Resistance Begins at Ohm!

Monday, August 10, 2009

Why the mortgage crisis?

Because of all the variable rate mortgages, they say. People who bought houses with no money down, interest rates guaranteed to go up, and not enough income to pay when the bill comes due.
OK, some people probably did go out and get way more house than they were ever going to be able to pay for, even in good years. Some people signed up for ARMs that were destined to be painful. Without having the hard data, I'm finding this isn't adding up. They say 1 in 10 mortgages is at risk of foreclosure. I am not able to believe that 1 in 10 home buyers got into a mortgage they couldn't pay, all other things except interest staying the same. Here's what doesn't add up:
1) Mortgage companies and banks don't want to own real estate. Their business is to loan money. A foreclosure really messes up the balance sheet. They don't make money selling the real estate - not in ways that improve their bottom line. So they don't want people to default.
2) People don't put their hard earned money into a house if they don't believe they can keep it. Even if they don't have a lot of down payment, the process of buying a house, taking care of a house and moving is expensive, financially and emotionally. Some people may be flipping, but no way it's anything like 1 in 10. Many people have families, children, pets and they just don't flip like eggs.
3) Some people have to walk away from their home for other reasons: they need to move for work, they need to move in order to survive, they lost their jobs, they got sick. Or maybe there are other reasons the house isn't affordable. Looks to me from examining some foreclosure notices that some houses are going to foreclosure after years, not months. Why?

Could it be the price of gas doubling in 2 years? People need gas to go to work. The first round that took gas to $3 seemed to suck up the personal budget surplus.

Could it be the price of energy doubling in 2 years? Meaning electricity because of the price of oil plus deregulation, the price of heating oil, natural gas and propane all nearly doubled. (I can't figure why natural gas did that, it's a different resource from oil. I'm not sure switching to natural gas is a good idea without some regulation.) Energy is at the foundation of the economy - everything depends on it. It isn't a luxury. Without energy, no food, no internet, no education, no medicine and therefore no jobs.

Could it be the price of groceries which went up anywhere from 20% to 100% depending on the product? The price of milk doubled, and it hasn't come down. Fresh vegetables are much higher. Everything seems to have taken at least a 10% increase since fuel doubled. Packaged goods like cookies and cereal are a lot higher. Chicken on deep sale is about the same as you could get before, beef - not. Pork - not. Fish - not.

These basics: food, utilities and transportation costs put a 20-30% hit on monthly budgets. In some cases 50% or more. In Maryland, electricity doubled. Bad the mortgage is going up. An insurmountable problem when the electric bill is as big as (or bigger than) the mortgage.

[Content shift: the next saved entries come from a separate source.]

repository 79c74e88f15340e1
pub mod audio;
pub mod generator;
pub mod note;
pub mod scheduler;
pub mod sink;
pub mod tuning;

pub use generator::{generate, NoteGenerator};
pub use note::GeneratedNote;
pub use scheduler::PracticeScheduler;
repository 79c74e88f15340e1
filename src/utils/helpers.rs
use crate::core::note::pitch_to_frequency;

/// Frequency of a pitch as shown under the note name, e.g. 64 -> "329.6 Hz"
pub fn format_pitch_frequency(pitch: i32) -> String {
    let freq = pitch_to_frequency(pitch);
    if freq >= 1000.0 {
        format!("{:.2} kHz", freq / 1000.0)
    } else {
        format!("{:.1} Hz", freq)
    }
}

/// Format a practice interval, switching to seconds from one second up
pub fn format_interval(interval_ms: u64) -> String {
    if interval_ms >= 1000 {
        format!("{:.2} s", interval_ms as f64 / 1000.0)
    } else {
        format!("{} ms", interval_ms)
    }
}
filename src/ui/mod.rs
pub mod panels;
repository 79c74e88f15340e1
use serde::{Deserialize, Serialize};

/// Highest fret the trainer will ever ask for.
pub const MAX_FRET: i32 = 24;

/// One open string of the instrument.
#[derive(Debug, Clone, PartialEq, Eq, Serialize, Deserialize)]
pub struct StringDefinition {
    pub label: String,
    /// Pitch number of the open string (MIDI numbering, 60 = C4).
    pub base_pitch: i32,
    /// 1 is the thinnest string, 6 the thickest.
    pub string_index: u8,
}

impl StringDefinition {
    pub fn new(label: impl Into<String>, base_pitch: i32, string_index: u8) -> Self {
        Self {
            label: label.into(),
            base_pitch,
            string_index,
        }
    }
}

/// Standard guitar tuning, high E first.
pub fn standard_tuning() -> Vec<StringDefinition> {
    vec![
        StringDefinition::new("E4", 64, 1),
        StringDefinition::new("B3", 59, 2),
        StringDefinition::new("G3", 55, 3),
        StringDefinition::new("D3", 50, 4),
        StringDefinition::new("A2", 45, 5),
        StringDefinition::new("E2", 40, 6),
    ]
}

/// Highest fret included in the random draw, always within `0..=MAX_FRET`.
#[derive(Debug, Clone, Copy, PartialEq, Eq, Serialize, Deserialize)]
#[serde(from = "i32", into = "i32")]
pub struct FretRange {
    ceiling: i32,
}

impl FretRange {
    /// Build a range from user input, clamping into `0..=MAX_FRET`.
    pub fn clamped(ceiling: i32) -> Self {
        Self {
            ceiling: ceiling.clamp(0, MAX_FRET),
        }
    }

    pub fn ceiling(&self) -> i32 {
        self.ceiling
    }
}

impl Default for FretRange {
    fn default() -> Self {
        Self { ceiling: 12 }
    }
}

impl From<i32> for FretRange {
    fn from(value: i32) -> Self {
        Self::clamped(value)
    }
}

impl From<FretRange> for i32 {
    fn from(range: FretRange) -> Self {
        range.ceiling
    }
}

#[cfg(test)]
mod tests {
    use super::*;

    #[test]
    fn test_standard_tuning_layout() {
        let tuning = standard_tuning();
        assert_eq!(tuning.len(), 6);
        let pitches: Vec<i32> = tuning.iter().map(|s| s.base_pitch).collect();
        assert_eq!(pitches, vec![64, 59, 55, 50, 45, 40]);
        for (i, string) in tuning.iter().enumerate() {
            assert_eq!(string.string_index as usize, i + 1);
        }
    }

    #[test]
    fn test_fret_range_clamps_input() {
        assert_eq!(FretRange::clamped(-3).ceiling(), 0);
        assert_eq!(FretRange::clamped(7).ceiling(), 7);
        assert_eq!(FretRange::clamped(99).ceiling(), MAX_FRET);
    }

    #[test]
    fn test_fret_range_deserializes_clamped() {
        let range: FretRange = serde_json::from_str("40").unwrap();
        assert_eq!(range.ceiling(), 24);
        assert_eq!(serde_json::to_string(&FretRange::clamped(5)).unwrap(), "5");
    }
}
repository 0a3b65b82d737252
//! Socket hub: outbound queues for WebSockets terminated by this process.
//!
//! Each socket registers a bounded queue under its connection identifier; a
//! writer task drains the queue onto the socket. Pushing to an identifier
//! with no queue, or whose writer has exited, reports `Gone`.

use std::collections::HashMap;
use std::time::Duration;

use async_trait::async_trait;
use tokio::sync::{mpsc, RwLock};

use super::{PushCapability, PushOutcome};

pub struct LocalPush {
    queues: RwLock<HashMap<String, mpsc::Sender<String>>>,
    buffer: usize,
    timeout: Duration,
}

impl LocalPush {
    pub fn new(buffer: usize, timeout: Duration) -> Self {
        Self {
            queues: RwLock::new(HashMap::new()),
            buffer: buffer.max(1),
            timeout,
        }
    }

    /// Register a queue for `connection_id` and hand back its receiving end.
    pub async fn register(&self, connection_id: &str) -> mpsc::Receiver<String> {
        let (tx, rx) = mpsc::channel(self.buffer);
        self.queues
            .write()
            .await
            .insert(connection_id.to_string(), tx);
        rx
    }

    pub async fn unregister(&self, connection_id: &str) {
        self.queues.write().await.remove(connection_id);
    }

    pub async fn is_registered(&self, connection_id: &str) -> bool {
        self.queues.read().await.contains_key(connection_id)
    }
}

#[async_trait]
impl PushCapability for LocalPush {
    async fn push(&self, connection_id: &str, payload: &str) -> PushOutcome {
        // Clone the sender so the map lock is not held while waiting on a slow socket.
        let tx = match self.queues.read().await.get(connection_id) {
            Some(tx) => tx.clone(),
            None => return PushOutcome::Gone,
        };
        match tx
            .send_timeout(payload.to_string(), self.timeout)
            .await
        {
            Ok(()) => PushOutcome::Delivered,
            Err(mpsc::error::SendTimeoutError::Closed(_)) => PushOutcome::Gone,
            Err(mpsc::error::SendTimeoutError::Timeout(_)) => PushOutcome::TransportFailure(
                format!("outbound queue full after {:?}", self.timeout),
            ),
        }
    }

    fn transport_name(&self) -> &'static str {
        "local"
    }
}
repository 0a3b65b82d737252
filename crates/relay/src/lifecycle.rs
//! Connection lifecycle: open and close events mutate the registry.

use std::sync::Arc;

use tracing::{error, info};

use crate::error::RelayResult;
use crate::store::ConnectionStore;

#[derive(Clone)]
pub struct LifecycleHandler {
    store: Arc<dyn ConnectionStore>,
}

impl LifecycleHandler {
    pub fn new(store: Arc<dyn ConnectionStore>) -> Self {
        Self { store }
    }

    /// Register a newly opened connection.
    pub async fn connect(&self, connection_id: &str) -> RelayResult<()> {
        match self.store.add(connection_id).await {
            Ok(()) => {
                info!(connection_id = %connection_id, "client connected");
                Ok(())
            }
            Err(e) => {
                error!(connection_id = %connection_id, error = %e, "connect failed");
                Err(e)
            }
        }
    }

    /// Deregister a closed connection. Unknown identifiers are not an error.
    pub async fn disconnect(&self, connection_id: &str) -> RelayResult<()> {
        match self.store.remove(connection_id).await {
            Ok(()) => {
                info!(connection_id = %connection_id, "client disconnected");
                Ok(())
            }
            Err(e) => {
                error!(connection_id = %connection_id, error = %e, "disconnect failed");
                Err(e)
            }
        }
    }

    /// Provision the backing structure; a no-op for the key-value backing.
    pub async fn init(&self) -> RelayResult<()> {
        self.store.init().await?;
        info!(backend = self.store.backend_name(), "connection store ready");
        Ok(())
    }
}
//! Socket sessions against the relay's `/ws` endpoint.

use anyhow::Result;
use futures_util::{SinkExt, StreamExt};
use shared::{ws_types, WsConnectedPayload, WsEnvelope, WsErrorPayload};
use tokio::io::{AsyncBufReadExt, BufReader};
use tokio_tungstenite::connect_async;
use tokio_tungstenite::tungstenite::Message;

type WsStream =
    tokio_tungstenite::WebSocketStream<tokio_tungstenite::MaybeTlsStream<tokio::net::TcpStream>>;

/// A received text frame: relay control envelope or a broadcast payload.
#[derive(Debug, Clone, PartialEq, Eq)]
pub enum Frame {
    Connected(String),
    Error(String),
    Message(String),
}

/// Classify a text frame. Anything that is not a known envelope is a broadcast payload.
pub fn parse_frame(text: &str) -> Frame {
    let Ok(envelope) = serde_json::from_str::<WsEnvelope>(text) else {
        return Frame::Message(text.to_string());
    };
    match envelope.r#type.as_str() {
        ws_types::CONNECTED => serde_json::from_value::<WsConnectedPayload>(envelope.payload)
            .map(|p| Frame::Connected(p.connection_id))
            .unwrap_or_else(|_| Frame::Message(text.to_string())),
        ws_types::ERROR => serde_json::from_value::<WsErrorPayload>(envelope.payload)
            .map(|p| Frame::Error(p.reason))
            .unwrap_or_else(|_| Frame::Message(text.to_string())),
        _ => Frame::Message(text.to_string()),
    }
}

/// Send body for `message`; with `json` the text is sent as a structured value.
pub fn message_body(message: &str, json: bool) -> Result<String> {
    let value = if json {
        serde_json::from_str(message)?
    } else {
        serde_json::Value::String(message.to_string())
    };
    Ok(serde_json::json!({ "message": value }).to_string())
}

/// Connect and wait for the relay to assign a connection id.
async fn connect(url: &str) -> Result<(WsStream, String)> {
    let (mut ws, _) = connect_async(url).await?;
    while let Some(msg) = ws.next().await {
        match msg? {
            Message::Text(t) => match parse_frame(&t) {
                Frame::Connected(id) => {
                    tracing::info!(connection_id = %id, "connected to relay");
                    return Ok((ws, id));
                }
                Frame::Error(reason) => anyhow::bail!("relay refused connection: {}", reason),
                Frame::Message(_) => continue,
            },
            Message::Close(_) => break,
            _ => continue,
        }
    }
    anyhow::bail!("relay closed before assigning a connection id")
}

fn print_frame(text: &str) {
    match parse_frame(text) {
        Frame::Message(m) => println!("{}", m),
        Frame::Error(reason) => tracing::warn!("relay error: {}", reason),
        Frame::Connected(_) => {}
    }
}

pub async fn run_listen(url: &str) -> Result<()> {
    let (ws, _) = connect(url).await?;
    let (_ws_tx, mut ws_rx) = ws.split();
    while let Some(msg) = ws_rx.next().await {
        match msg? {
            Message::Text(t) => print_frame(&t),
            Message::Close(_) => break,
            _ => continue,
        }
    }
    Ok(())
}

pub async fn run_send(url: &str, message: &str, json: bool) -> Result<()> {
    let body = message_body(message, json)?;
    let (mut ws, id) = connect(url).await?;
    ws.send(Message::Text(body)).await?;
    tracing::info!(connection_id = %id, "message sent");
    ws.close(None).await?;
    Ok(())
}

pub async fn run_chat(url: &str) -> Result<()> {
    let (ws, _) = connect(url).await?;
    let (mut ws_tx, mut ws_rx) = ws.split();

    let reader = tokio::spawn(async move {
        while let Some(msg) = ws_rx.next().await {
            match msg {
                Ok(Message::Text(t)) => print_frame(&t),
                Ok(Message::Close(_)) => break,
                Err(e) => {
                    tracing::error!("socket error: {}", e);
                    break;
                }
                _ => continue,
            }
        }
    });

    let mut lines = BufReader::new(tokio::io::stdin()).lines();
    while let Some(line) = lines.next_line().await? {
        let line = line.trim();
        if line.is_empty() {
            continue;
        }
        ws_tx
            .send(Message::Text(message_body(line, false)?))
            .await?;
    }

    let _ = ws_tx.send(Message::Close(None)).await;
    reader.abort();
    Ok(())
}
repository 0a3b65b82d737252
//! WebSocket client for the relay.

mod ws;

pub use ws::{message_body, parse_frame, run_chat, run_listen, run_send, Frame};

You think maybe that had something to do with it?

But wait, oil went down, right? Yup, but groceries haven't, utilities haven't, and gasoline is creeping back up. Business is passing on the increased costs they have in their operational budgets, just like you have in your budget. It's a difficult inflationary cycle. Those losses the banks took, they are going to pass on the costs, too. In interest. The government money will only last 2 years and they have massive interest payments looming themselves.

So, what are we doing to pay for this economic plan? Taxing energy. Oh yeah, that makes a lot of sense. So utilities, groceries and transportation (personal and public) can increase even more.

To me, that means those families who went essentially bankrupt because of their operational expenses (food, energy, medical care), not because of their capital investments (houses, 401k/retirement, even cars) are never going to be able to afford that house again. There is nothing in the future that will change their financial situation, only more pain.

Another factor looming in the very near future: state and local tax increases to cover revenue losses of astronomical proportions. You can only cut so much. Their operational costs went up just like yours. Try a 20-30% increase in non-federal taxes on top of your energy penalty, increased food and medical costs. Folks, the news you hear is bad enough. The news you are about to hear is really awful.

Where is all this money going to come from???!?!!?

I expect you will see a lot more mortgage foreclosures as the tax bite on top of the other operational costs takes yet another layer of citizens into the poverty zone.